Ok, golfed mapped arrayless version (with sliders and exports for exploration):
export var tailPct = .6 // length of the tail in 0..1
export var speed = .05
export var pct1
export var pct2
export function sliderTail (v) {
tailPct = .6 + v/3;
}
export function sliderSpeed (v) {
speed = v/10;
}
export function render2D(index,x,y) {
pct1 = y/2 - time(speed)
pct2 = -y/2 - time(speed)
v = max (0,( tailPct - 1 + triangle(pct1) * square(pct1,.5) ) / tailPct )
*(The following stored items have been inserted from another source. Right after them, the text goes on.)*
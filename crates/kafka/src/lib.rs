//! Event log consumption for sms-store.
//!
//! Features:
//!
//! - [`EventLog`]: the fetch / commit / close contract a stream processor consumes
//! - [`KafkaConsumer`]: one consumer-group member subscribed to one topic, with
//!   manual offset commits
//! - [`MemoryLog`]: an in-process log with the same contract, for local runs and tests

/// Low-level Kafka consumer with manual offsets
///
/// Created from a [`ConsumerConfig`], one per topic. Consumers are not shared
/// between processors.
pub mod consumer;
pub mod error;
pub mod log;
pub mod memory;

pub use consumer::{ConsumerConfig, KafkaConsumer};
pub use error::{Error, Result};
pub use log::{EventLog, LogMessage};
pub use memory::MemoryLog;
+ max (0,( tailPct - 1 + triangle(pct2) * square(pct2,.5) ) / tailPct )
hsv(0, 1, v * v * v)
}
that’s running at 69+ FPS on my v3 with a 16x16 matrix
to compare:
Original KITT runs at 79 FPS Mapped Array KITT runs at 80 FPS
So the array approach is slightly faster… but… even changing it from v*v*v to v*v adds a frame or 2 back. But still, that’s only a 15% difference in speed. You’ve entirely eliminated any arrays, pure math/waves, so it’s a bit slower but uses MUCH less memory.